* _PROBLEM REQUIREMENTS_
What lines in the listing include "Option"? Return a copy of each.

* _TASK INPUTS_
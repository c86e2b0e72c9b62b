//! Configuration types for the allocation engine.
//!
//! Every tunable of the engine lives here and is injected once when the
//! [`AllocationEngine`](crate::AllocationEngine) is constructed. Sections map
//! one-to-one onto the TOML file:
//!
//! ```toml
//! [bandit]
//! roas_weight = 1.0
//!
//! [decay]
//! interval_secs = 3600
//! factor = 0.97
//!
//! [drift]
//! window_size = 1000
//! variance_multiplier = 1.5
//! ```

use std::path::{Path, PathBuf};
use std::time::Duration;

use serde::{Deserialize, Serialize};

use crate::error::{AllocError, Result};

/// Top-level engine configuration.
#[derive(Debug, Clone, Default, Serialize, Deserialize)]
pub struct EngineConfig {
    #[serde(default)]
    pub bandit: BanditConfig,
    #[serde(default)]
    pub decay: DecayConfig,
    #[serde(default)]
    pub drift: DriftConfig,
    #[serde(default)]
    pub learner: LearnerConfig,
    #[serde(default)]
    pub evaluator: EvaluatorConfig,
    #[serde(default)]
    pub storage: StorageConfig,
}

impl EngineConfig {
    /// Load and validate a TOML configuration file
    pub fn load(path: impl AsRef<Path>) -> Result<Self> {
        let contents = std::fs::read_to_string(path.as_ref())?;
        Self::from_toml_str(&contents)
    }

    /// Parse and validate TOML configuration text
    pub fn from_toml_str(contents: &str) -> Result<Self> {
        let config: Self =
            toml::from_str(contents).map_err(|e| AllocError::Config(e.to_string()))?;
        config.validate()?;
        Ok(config)
    }

    /// `<config dir>/adalloc/config.toml`
    pub fn default_path() -> Option<PathBuf> {
        dirs::config_dir().map(|dir| dir.join("adalloc").join("config.toml"))
    }

    /// Load `path` if given, else the default file if it exists, else defaults
    pub fn load_or_default(path: Option<&Path>) -> Result<Self> {
        match path {
            Some(path) => Self::load(path),
            None => match Self::default_path() {
                Some(default) if default.exists() => Self::load(default),
                _ => Ok(Self::default()),
            },
        }
    }

    /// Render as TOML
    pub fn to_toml_string(&self) -> Result<String> {
        toml::to_string_pretty(self).map_err(|e| AllocError::Config(e.to_string()))
    }

    /// Reject values the engine cannot run with
    pub fn validate(&self) -> Result<()> {
        let bandit = &self.bandit;
        if !bandit.roas_weight.is_finite() || bandit.roas_weight < 0.0 {
            return Err(config_err("bandit.roas_weight must be finite and >= 0"));
        }

        let decay = &self.decay;
        if !(decay.factor > 0.0 && decay.factor <= 1.0) {
            return Err(config_err("decay.factor must be in (0, 1]"));
        }
        if decay.interval_secs == 0 {
            return Err(config_err("decay.interval_secs must be > 0"));
        }

        let drift = &self.drift;
        if drift.window_size == 0 || drift.min_fill == 0 || drift.check_interval == 0 {
            return Err(config_err(
                "drift.window_size, drift.min_fill and drift.check_interval must be > 0",
            ));
        }
        if drift.min_fill > drift.window_size {
            return Err(config_err("drift.min_fill cannot exceed drift.window_size"));
        }
        if !drift.variance_multiplier.is_finite() || drift.variance_multiplier <= 1.0 {
            return Err(config_err("drift.variance_multiplier must be > 1"));
        }

        let learner = &self.learner;
        if !(learner.learning_rate > 0.0 && learner.learning_rate.is_finite()) {
            return Err(config_err("learner.learning_rate must be finite and > 0"));
        }
        if !(learner.learning_rate_cap >= learner.learning_rate
            && learner.learning_rate_cap.is_finite())
        {
            return Err(config_err(
                "learner.learning_rate_cap must be finite and >= learner.learning_rate",
            ));
        }
        if !(learner.drift_weight_decay > 0.0 && learner.drift_weight_decay <= 1.0) {
            return Err(config_err("learner.drift_weight_decay must be in (0, 1]"));
        }
        if learner.queue_capacity == 0 {
            return Err(config_err("learner.queue_capacity must be > 0"));
        }

        let evaluator = &self.evaluator;
        if !evaluator.prediction_threshold.is_finite() {
            return Err(config_err("evaluator.prediction_threshold must be finite"));
        }
        if !evaluator.promotion_threshold_pct.is_finite() {
            return Err(config_err("evaluator.promotion_threshold_pct must be finite"));
        }
        if evaluator.batch_size == 0 || evaluator.interval_secs == 0 {
            return Err(config_err(
                "evaluator.batch_size and evaluator.interval_secs must be > 0",
            ));
        }

        if self.storage.max_retries == 0 {
            return Err(config_err("storage.max_retries must be > 0"));
        }

        Ok(())
    }
}

fn config_err(msg: &str) -> AllocError {
    AllocError::Config(msg.to_string())
}

/// Variant selection settings
#[derive(Debug, Clone, Serialize, Deserialize)]
pub struct BanditConfig {
    /// Weight of the ROAS term in the default scorer (0 disables it)
    #[serde(default = "default_roas_weight")]
    pub roas_weight: f64,
}

fn default_roas_weight() -> f64 {
    1.0
}

impl Default for BanditConfig {
    fn default() -> Self {
        Self {
            roas_weight: default_roas_weight(),
        }
    }
}

/// Periodic statistics decay
#[derive(Debug, Clone, Serialize, Deserialize)]
pub struct DecayConfig {
    /// Whether the background decay task runs
    #[serde(default = "default_true")]
    pub enabled: bool,
    /// Seconds between decay passes
    #[serde(default = "default_decay_interval_secs")]
    pub interval_secs: u64,
    /// Multiplier applied to alpha, beta, spend and revenue
    #[serde(default = "default_decay_factor")]
    pub factor: f64,
}

fn default_true() -> bool {
    true
}

fn default_decay_interval_secs() -> u64 {
    3600
}

fn default_decay_factor() -> f64 {
    0.97
}

impl Default for DecayConfig {
    fn default() -> Self {
        Self {
            enabled: true,
            interval_secs: default_decay_interval_secs(),
            factor: default_decay_factor(),
        }
    }
}

impl DecayConfig {
    pub fn interval(&self) -> Duration {
        Duration::from_secs(self.interval_secs)
    }
}

/// Loss-variance drift heuristic
#[derive(Debug, Clone, Serialize, Deserialize)]
pub struct DriftConfig {
    /// Number of recent losses kept in the window
    #[serde(default = "default_window_size")]
    pub window_size: usize,
    /// Minimum losses before drift can be reported
    #[serde(default = "default_min_fill")]
    pub min_fill: usize,
    /// Losses added between two variance checks
    #[serde(default = "default_check_interval")]
    pub check_interval: usize,
    /// Variance growth ratio that counts as drift
    #[serde(default = "default_variance_multiplier")]
    pub variance_multiplier: f64,
}

fn default_window_size() -> usize {
    1000
}

fn default_min_fill() -> usize {
    50
}

fn default_check_interval() -> usize {
    50
}

fn default_variance_multiplier() -> f64 {
    1.5
}

impl Default for DriftConfig {
    fn default() -> Self {
        Self {
            window_size: default_window_size(),
            min_fill: default_min_fill(),
            check_interval: default_check_interval(),
            variance_multiplier: default_variance_multiplier(),
        }
    }
}

/// Online learner settings
#[derive(Debug, Clone, Serialize, Deserialize)]
pub struct LearnerConfig {
    /// Initial gradient step size
    #[serde(default = "default_learning_rate")]
    pub learning_rate: f64,
    /// Upper bound for drift-boosted learning rates
    #[serde(default = "default_learning_rate_cap")]
    pub learning_rate_cap: f64,
    /// Multiplier applied to every weight when drift fires
    #[serde(default = "default_drift_weight_decay")]
    pub drift_weight_decay: f64,
    /// Pending events buffered in front of the learner
    #[serde(default = "default_queue_capacity")]
    pub queue_capacity: usize,
}

fn default_learning_rate() -> f64 {
    0.01
}

fn default_learning_rate_cap() -> f64 {
    0.1
}

fn default_drift_weight_decay() -> f64 {
    0.9
}

fn default_queue_capacity() -> usize {
    1024
}

impl Default for LearnerConfig {
    fn default() -> Self {
        Self {
            learning_rate: default_learning_rate(),
            learning_rate_cap: default_learning_rate_cap(),
            drift_weight_decay: default_drift_weight_decay(),
            queue_capacity: default_queue_capacity(),
        }
    }
}

/// Champion/challenger evaluation
#[derive(Debug, Clone, Serialize, Deserialize)]
pub struct EvaluatorConfig {
    /// Whether the background evaluation cycle runs
    #[serde(default)]
    pub enabled: bool,
    /// Seconds between evaluation cycles
    #[serde(default = "default_evaluation_interval_secs")]
    pub interval_secs: u64,
    /// Predictions above this value receive the row's revenue
    #[serde(default = "default_prediction_threshold")]
    pub prediction_threshold: f64,
    /// Minimum ROAS improvement in percent required to promote
    #[serde(default = "default_promotion_threshold_pct")]
    pub promotion_threshold_pct: f64,
    /// Test-set rows scored between cancellation checks
    #[serde(default = "default_batch_size")]
    pub batch_size: usize,
}

fn default_evaluation_interval_secs() -> u64 {
    86_400
}

fn default_prediction_threshold() -> f64 {
    0.5
}

fn default_promotion_threshold_pct() -> f64 {
    5.0
}

fn default_batch_size() -> usize {
    1024
}

impl Default for EvaluatorConfig {
    fn default() -> Self {
        Self {
            enabled: false,
            interval_secs: default_evaluation_interval_secs(),
            prediction_threshold: default_prediction_threshold(),
            promotion_threshold_pct: default_promotion_threshold_pct(),
            batch_size: default_batch_size(),
        }
    }
}

impl EvaluatorConfig {
    pub fn interval(&self) -> Duration {
        Duration::from_secs(self.interval_secs)
    }
}

/// Persistence boundary settings
#[derive(Debug, Clone, Serialize, Deserialize)]
pub struct StorageConfig {
    /// Directory holding snapshots and the audit log
    #[serde(default = "default_data_dir")]
    pub data_dir: PathBuf,
    /// Append every learning event to the audit log
    #[serde(default = "default_true")]
    pub audit_log: bool,
    /// Attempts per write before giving up on a transient error
    #[serde(default = "default_max_retries")]
    pub max_retries: u32,
    /// First retry delay, doubled on every further attempt
    #[serde(default = "default_initial_backoff_ms")]
    pub initial_backoff_ms: u64,
}

fn default_data_dir() -> PathBuf {
    dirs::data_dir()
        .unwrap_or_else(|| PathBuf::from("."))
        .join("adalloc")
}

fn default_max_retries() -> u32 {
    3
}

fn default_initial_backoff_ms() -> u64 {
    50
}

impl Default for StorageConfig {
    fn default() -> Self {
        Self {
            data_dir: default_data_dir(),
            audit_log: true,
            max_retries: default_max_retries(),
            initial_backoff_ms: default_initial_backoff_ms(),
        }
    }
}

impl StorageConfig {
    pub fn initial_backoff(&self) -> Duration {
        Duration::from_millis(self.initial_backoff_ms)
    }

    pub fn audit_log_path(&self) -> PathBuf {
        self.data_dir.join("events.jsonl")
    }
}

* _WRITTEN ANSWER_
    pub fn default_path() -> Option<PathBuf> {
    pub fn load_or_default(path: Option<&Path>) -> Result<Self> {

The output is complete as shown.